Action item
Which lines of the records contain "restored"? Collect every one of them.

(Saved entries)
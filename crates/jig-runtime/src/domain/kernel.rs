//! # Kernel
//!
//! The synchronous heart of the runtime. Owns the arena, the open pending
//! transaction and the publish queue, and runs every top-level call:
//!
//! 1. build a fresh [`Controller`],
//! 2. run the method through the accessor layer,
//! 3. on error restore every snapshot and discard created jigs,
//! 4. on success diff and store the action,
//! 5. queue the pending transaction once it is ready.
//!
//! Method bodies never await, so a call is atomic with respect to every
//! other caller holding the kernel lock.

use crate::domain::arena::Arena;
use crate::domain::class::{ClassDef, Visibility};
use crate::domain::controller::Controller;
use crate::domain::entities::{CodeRecord, JigState, Target};
use crate::domain::membrane;
use crate::domain::pending::PendingTransaction;
use crate::domain::recorder;
use crate::domain::scope;
use crate::domain::value::Value;
use crate::domain::value_objects::{validate_owner, CodeId, Handle, JigId, Location, CONSTRUCTOR};
use crate::errors::JigError;
use crate::sync::Synchronizer;
use std::collections::BTreeMap;
use std::sync::Arc;
use tracing::{debug, warn};

/// Runtime state guarded by one lock.
#[derive(Debug)]
pub struct Kernel {
    pub(crate) arena: Arena,
    pub(crate) pending: PendingTransaction,
    pub(crate) queue: Synchronizer,
    owner: String,
}

impl Kernel {
    /// Kernel acting for `owner`.
    pub fn new(owner: impl Into<String>) -> Result<Self, JigError> {
        let owner = owner.into();
        validate_owner(&owner)?;
        Ok(Self {
            arena: Arena::new(),
            pending: PendingTransaction::new(),
            queue: Synchronizer::new(),
            owner,
        })
    }

    /// Owner of jigs created at top level.
    #[must_use]
    pub fn owner(&self) -> &str {
        &self.owner
    }

    /// Object arena.
    #[must_use]
    pub fn arena(&self) -> &Arena {
        &self.arena
    }

    /// The open pending transaction.
    #[must_use]
    pub fn pending(&self) -> &PendingTransaction {
        &self.pending
    }

    /// The publish queue.
    #[must_use]
    pub fn queue(&self) -> &Synchronizer {
        &self.queue
    }

    // -------------------------------------------------------------------------
    // Brackets
    // -------------------------------------------------------------------------

    /// Opens a `begin`/`end` bracket.
    pub fn begin(&mut self) {
        self.pending.begin();
    }

    /// Closes a bracket. Returns true if a transaction was queued.
    pub fn end(&mut self) -> Result<bool, JigError> {
        if self.pending.end()? {
            return Ok(self.flush());
        }
        Ok(false)
    }

    /// Moves a ready pending transaction onto the publish queue.
    fn flush(&mut self) -> bool {
        if !self.pending.is_ready() {
            return false;
        }
        let ready = std::mem::take(&mut self.pending);
        debug!(
            code = ready.code().len(),
            actions = ready.actions().len(),
            "pending transaction queued"
        );
        self.queue.enqueue(ready);
        true
    }

    // -------------------------------------------------------------------------
    // Deploy
    // -------------------------------------------------------------------------

    /// Deploys `class`, owned by the runtime owner.
    pub fn deploy(
        &mut self,
        class: Arc<ClassDef>,
        deps: BTreeMap<String, CodeId>,
    ) -> Result<(CodeId, bool), JigError> {
        let owner = self.owner.clone();
        self.deploy_as(class, deps, owner)
    }

    /// Deploys `class` for `owner`. Returns the code id and whether a
    /// transaction was queued.
    pub fn deploy_as(
        &mut self,
        class: Arc<ClassDef>,
        deps: BTreeMap<String, CodeId>,
        owner: String,
    ) -> Result<(CodeId, bool), JigError> {
        validate_owner(&owner)?;
        for name in class.deps() {
            if !deps.contains_key(name) {
                return Err(JigError::validation(format!(
                    "{} depends on {name}, which was not provided",
                    class.name()
                )));
            }
        }
        for (name, dep) in &deps {
            if self.arena.code(*dep)?.is_invalid() {
                return Err(JigError::validation(format!("dependency {name} is invalid")));
            }
        }
        for (key, value) in class.props() {
            value.validate()?;
            let mut jig_ref = false;
            value.visit_refs(&mut |h| jig_ref |= matches!(h, Handle::Jig(_)));
            if jig_ref {
                return Err(JigError::validation(format!(
                    "static property {key} may only reference code"
                )));
            }
        }
        let parent = class
            .parent()
            .map(|name| {
                deps.get(name)
                    .copied()
                    .ok_or_else(|| JigError::validation(format!("parent {name} not provided")))
            })
            .transpose()?;

        let id = self.arena.alloc_code();
        self.arena.put_code(
            id,
            CodeRecord {
                props: class.props().clone(),
                class,
                parent,
                deps,
                origin: Location::Pending,
                location: Location::Pending,
                owner,
            },
        );
        self.pending.store_code(&mut self.arena, id)?;
        debug!(code = %id, name = %self.arena.class_name(id), "code deployed");
        Ok((id, self.flush()))
    }

    // -------------------------------------------------------------------------
    // Calls
    // -------------------------------------------------------------------------

    /// Constructs a jig owned by the runtime owner.
    pub fn create(&mut self, class: CodeId, args: Vec<Value>) -> Result<(JigId, bool), JigError> {
        let owner = self.owner.clone();
        self.create_as(class, args, owner)
    }

    /// Constructs a jig owned by `creator`.
    pub fn create_as(
        &mut self,
        class: CodeId,
        args: Vec<Value>,
        creator: String,
    ) -> Result<(JigId, bool), JigError> {
        validate_owner(&creator)?;
        self.check_args(&args)?;

        let mut ctx = Controller::new();
        let created = scope::instantiate(&mut self.arena, &mut ctx, &creator, class, &args);
        let id = match created {
            Ok(id) => id,
            Err(e) => return Err(self.abort(&mut ctx, e)),
        };
        self.commit(
            &mut ctx,
            Target::Code(class),
            CONSTRUCTOR,
            args,
            Some(creator),
            Visibility::Public,
        )?;
        Ok((id, self.flush()))
    }

    /// Calls `method` on `jig` from outside any jig.
    pub fn call(
        &mut self,
        jig: JigId,
        method: &str,
        args: Vec<Value>,
    ) -> Result<(Value, bool), JigError> {
        if method == CONSTRUCTOR {
            return Err(JigError::validation("init may only run on construction"));
        }
        self.check_args(&args)?;
        let class = self.arena.jig(jig)?.class;
        let visibility = self
            .arena
            .find_method(class, method)
            .map_or(Visibility::Public, |(_, def)| def.visibility);

        let mut ctx = Controller::new();
        let owner = self.owner.clone();
        let result = scope::invoke(&mut self.arena, &mut ctx, &owner, jig, method, &args);
        let value = match result {
            Ok(value) => value,
            Err(e) => return Err(self.abort(&mut ctx, e)),
        };
        self.commit(&mut ctx, Target::Jig(jig), method, args, None, visibility)?;
        Ok((value, self.flush()))
    }

    /// Reads a member from outside any jig.
    pub fn get(&self, jig: JigId, key: &str) -> Result<Value, JigError> {
        let mut ctx = Controller::new();
        membrane::get(&self.arena, &mut ctx, jig, key)
    }

    /// Current state of a jig.
    pub fn jig(&self, jig: JigId) -> Result<&JigState, JigError> {
        self.arena.jig(jig)
    }

    fn check_args(&self, args: &[Value]) -> Result<(), JigError> {
        for arg in args {
            arg.validate()?;
            let mut missing = None;
            arg.visit_refs(&mut |h| {
                let live = match h {
                    Handle::Jig(id) => self.arena.jig(id).map(|s| !s.is_invalid()),
                    Handle::Code(id) => self.arena.code(id).map(|c| !c.is_invalid()),
                };
                if !matches!(live, Ok(true)) && missing.is_none() {
                    missing = Some(h);
                }
            });
            if let Some(h) = missing {
                return Err(JigError::validation(format!(
                    "argument references unusable object {h}"
                )));
            }
        }
        Ok(())
    }

    /// Records the finished call, rolling it back if it cannot be stored.
    fn commit(
        &mut self,
        ctx: &mut Controller,
        target: Target,
        method: &str,
        args: Vec<Value>,
        creator: Option<String>,
        visibility: Visibility,
    ) -> Result<(), JigError> {
        let recorded = match recorder::record(&self.arena, ctx, target, method, args, creator) {
            Ok(recorded) => recorded,
            Err(e) => return Err(self.abort(ctx, e)),
        };
        let Some(recorded) = recorded else {
            ctx.reset();
            return Ok(());
        };
        if visibility == Visibility::Internal {
            let e = JigError::InternalMethodMisuse {
                method: method.to_string(),
            };
            return Err(self.abort(ctx, e));
        }
        if let Err(e) = self.pending.store_action(&mut self.arena, recorded) {
            return Err(self.abort(ctx, e));
        }
        ctx.reset();
        Ok(())
    }

    /// Restores every snapshot, discards created jigs and clears `ctx`.
    fn abort(&mut self, ctx: &mut Controller, error: JigError) -> JigError {
        let saves: Vec<(JigId, JigState)> = ctx
            .saves()
            .iter()
            .map(|(id, state)| (*id, state.clone()))
            .collect();
        let arena = &mut self.arena;
        let restored = ctx.unenforced(|ctx| {
            saves
                .into_iter()
                .try_for_each(|(id, state)| membrane::overwrite(arena, ctx, id, state))
        });
        for id in ctx.creates() {
            self.arena.remove_jig(*id);
        }
        ctx.reset();
        warn!(error = %error, "call rolled back");
        match restored {
            Ok(()) => error,
            Err(internal) => internal,
        }
    }
}

// =============================================================================
// TESTS
// =============================================================================

#[cfg(test)]
mod tests {
    use super::*;

    fn counter() -> ClassDef {
        ClassDef::new("Counter", "class Counter")
            .method("init", |scope, args| {
                let this = scope.this();
                scope.set(this, "count", args.first().cloned().unwrap_or(Value::Int(0)))?;
                Ok(Value::Null)
            })
            .method("inc", |scope, _| {
                let this = scope.this();
                let n = scope.get(this, "count")?.as_int().unwrap_or(0);
                scope.set(this, "count", n + 1)?;
                Ok(Value::Int(n + 1))
            })
            .method("peek", |scope, _| {
                let this = scope.this();
                scope.get(this, "count")
            })
            .method("fail", |scope, _| {
                let this = scope.this();
                scope.set(this, "count", 99)?;
                Err(JigError::revert("nope"))
            })
            .internal_method("bump", |scope, _| {
                let this = scope.this();
                scope.set(this, "count", 1000)?;
                Ok(Value::Null)
            })
    }

    fn kernel_with_counter() -> (Kernel, CodeId, JigId) {
        let mut kernel = Kernel::new("alice").unwrap();
        kernel.begin();
        let (class, _) = kernel.deploy(Arc::new(counter()), BTreeMap::new()).unwrap();
        let (jig, _) = kernel.create(class, vec![Value::Int(5)]).unwrap();
        (kernel, class, jig)
    }

    #[test]
    fn test_pure_read_records_nothing() {
        let (mut kernel, _, jig) = kernel_with_counter();
        let before = kernel.pending().actions().len();
        let (value, _) = kernel.call(jig, "peek", vec![]).unwrap();
        assert_eq!(value, Value::Int(5));
        assert_eq!(kernel.pending().actions().len(), before);
    }

    #[test]
    fn test_failed_call_restores_fields() {
        let (mut kernel, _, jig) = kernel_with_counter();
        let err = kernel.call(jig, "fail", vec![]).unwrap_err();
        assert_eq!(err, JigError::revert("nope"));
        assert_eq!(kernel.get(jig, "count").unwrap(), Value::Int(5));
    }

    #[test]
    fn test_internal_method_misuse_rolls_back() {
        let (mut kernel, _, jig) = kernel_with_counter();
        let err = kernel.call(jig, "bump", vec![]).unwrap_err();
        assert!(matches!(err, JigError::InternalMethodMisuse { .. }));
        assert_eq!(kernel.get(jig, "count").unwrap(), Value::Int(5));
    }

    #[test]
    fn test_nested_calls_share_a_slot_and_queue_on_end() {
        let (mut kernel, _, jig) = kernel_with_counter();
        kernel.call(jig, "inc", vec![]).unwrap();
        kernel.call(jig, "inc", vec![]).unwrap();
        assert_eq!(kernel.pending().actions().len(), 3);
        assert_eq!(kernel.pending().outputs().len(), 1);
        assert_eq!(kernel.jig(jig).unwrap().location, Location::Output(0));

        assert!(kernel.end().unwrap());
        assert_eq!(kernel.queue().len(), 1);
        assert!(kernel.pending().is_empty());
    }

    #[test]
    fn test_failed_constructor_leaves_no_jig() {
        let mut kernel = Kernel::new("alice").unwrap();
        kernel.begin();
        let picky = ClassDef::new("Picky", "class Picky")
            .method("init", |_, _| Err(JigError::revert("refused")));
        let (class, _) = kernel.deploy(Arc::new(picky), BTreeMap::new()).unwrap();
        assert!(kernel.create(class, vec![]).is_err());
        assert_eq!(kernel.arena().jig_ids().count(), 0);
        assert!(kernel.pending().actions().is_empty());
    }

    #[test]
    fn test_missing_dependency_rejected() {
        let mut kernel = Kernel::new("alice").unwrap();
        let child = ClassDef::new("Child", "class Child").extends("Base");
        let err = kernel.deploy(Arc::new(child), BTreeMap::new()).unwrap_err();
        assert!(matches!(err, JigError::Validation(_)));
    }

    #[test]
    fn test_private_method_rejected_from_outside() {
        let mut kernel = Kernel::new("alice").unwrap();
        kernel.begin();
        let vault = ClassDef::new("Vault", "class Vault")
            .private_method("open", |_, _| Ok(Value::Null));
        let (class, _) = kernel.deploy(Arc::new(vault), BTreeMap::new()).unwrap();
        let (jig, _) = kernel.create(class, vec![]).unwrap();
        assert!(matches!(
            kernel.call(jig, "open", vec![]),
            Err(JigError::PrivacyViolation { .. })
        ));
    }
}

Exercise answer
        let restored = ctx.unenforced(|ctx| {
        match restored {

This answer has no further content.